++++ Data in this exercise

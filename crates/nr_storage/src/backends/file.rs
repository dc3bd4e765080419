use async_trait::async_trait;
use nr_core::{Error, KeyValueStore, Result};
use std::path::{Path, PathBuf};
use tokio::fs;
use tracing::debug;
use crate::StorageBackend;

const DEFAULT_DIR: &str = ".newsreader";

/// Stores every key as `{key}.json` inside one directory.
#[derive(Debug, Clone)]
pub struct FileStorage {
    dir: PathBuf,
}

impl FileStorage {
    pub async fn new_with_path(dir: impl AsRef<Path>) -> Result<Self> {
        let dir = dir.as_ref().to_path_buf();
        fs::create_dir_all(&dir).await.map_err(|e| {
            Error::Storage(format!("Failed to create data directory {}: {}", dir.display(), e))
        })?;
        Ok(Self { dir })
    }

    pub fn get_dir(&self) -> &Path {
        &self.dir
    }

    fn path_for(&self, key: &str) -> Result<PathBuf> {
        let valid = !key.is_empty()
            && key
                .chars()
                .all(|c| c.is_ascii_alphanumeric() || c == '_' || c == '-');
        if !valid {
            return Err(Error::Storage(format!("Invalid storage key: {:?}", key)));
        }
        Ok(self.dir.join(format!("{}.json", key)))
    }
}

#[async_trait]
impl StorageBackend for FileStorage {
    fn get_error_message() -> &'static str {
        "Data directory should be writable"
    }

    async fn open(location: Option<&str>) -> Result<Self> {
        Self::new_with_path(location.unwrap_or(DEFAULT_DIR)).await
    }
}

#[async_trait]
impl KeyValueStore for FileStorage {
    async fn load(&self, key: &str) -> Result<Option<String>> {
        let path = self.path_for(key)?;
        match fs::read_to_string(&path).await {
            Ok(value) => Ok(Some(value)),
            Err(e) if e.kind() == std::io::ErrorKind::NotFound => Ok(None),
            Err(e) => Err(e.into()),
        }
    }

    async fn save(&self, key: &str, value: &str) -> Result<()> {
        let path = self.path_for(key)?;
        // Written to a sibling file, then renamed over the snapshot.
        let tmp = path.with_extension("json.tmp");
        fs::write(&tmp, value).await?;
        fs::rename(&tmp, &path).await?;
        debug!(path = %path.display(), bytes = value.len(), "Wrote snapshot");
        Ok(())
    }

    async fn remove(&self, key: &str) -> Result<()> {
        let path = self.path_for(key)?;
        match fs::remove_file(&path).await {
            Ok(()) => Ok(()),
            Err(e) if e.kind() == std::io::ErrorKind::NotFound => Ok(()),
            Err(e) => Err(e.into()),
        }
    }
}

++++++++

◆ **Work request**
From the first line to the last, transcribe the records exactly.

◆ **Written response**
filename crates/nr_storage/src/backends/file.rs
repository dc3bd4e765080419
use async_trait::async_trait;
use nr_core::{Error, KeyValueStore, Result};
use std::path::{Path, PathBuf};
use tokio::fs;
use tracing::debug;
use crate::StorageBackend;

const DEFAULT_DIR: &str = ".newsreader";

/// Stores every key as `{key}.json` inside one directory.
#[derive(Debug, Clone)]
pub struct FileStorage {
    dir: PathBuf,
}

impl FileStorage {
    pub async fn new_with_path(dir: impl AsRef<Path>) -> Result<Self> {
        let dir = dir.as_ref().to_path_buf();
        fs::create_dir_all(&dir).await.map_err(|e| {
            Error::Storage(format!("Failed to create data directory {}: {}", dir.display(), e))
        })?;
        Ok(Self { dir })
    }

    pub fn get_dir(&self) -> &Path {
        &self.dir
    }

    fn path_for(&self, key: &str) -> Result<PathBuf> {
        let valid = !key.is_empty()
            && key
                .chars()
                .all(|c| c.is_ascii_alphanumeric() || c == '_' || c == '-');
        if !valid {
            return Err(Error::Storage(format!("Invalid storage key: {:?}", key)));
        }
        Ok(self.dir.join(format!("{}.json", key)))
    }
}

#[async_trait]
impl StorageBackend for FileStorage {
    fn get_error_message() -> &'static str {
        "Data directory should be writable"
    }

    async fn open(location: Option<&str>) -> Result<Self> {
        Self::new_with_path(location.unwrap_or(DEFAULT_DIR)).await
    }
}

#[async_trait]
impl KeyValueStore for FileStorage {
    async fn load(&self, key: &str) -> Result<Option<String>> {
        let path = self.path_for(key)?;
        match fs::read_to_string(&path).await {
            Ok(value) => Ok(Some(value)),
            Err(e) if e.kind() == std::io::ErrorKind::NotFound => Ok(None),
            Err(e) => Err(e.into()),
        }
    }

    async fn save(&self, key: &str, value: &str) -> Result<()> {
        let path = self.path_for(key)?;
        // Written to a sibling file, then renamed over the snapshot.
        let tmp = path.with_extension("json.tmp");
        fs::write(&tmp, value).await?;
        fs::rename(&tmp, &path).await?;
        debug!(path = %path.display(), bytes = value.len(), "Wrote snapshot");
        Ok(())
    }

    async fn remove(&self, key: &str) -> Result<()> {
        let path = self.path_for(key)?;
        match fs::remove_file(&path).await {
            Ok(()) => Ok(()),
            Err(e) if e.kind() == std::io::ErrorKind::NotFound => Ok(()),
            Err(e) => Err(e.into()),
        }
    }
}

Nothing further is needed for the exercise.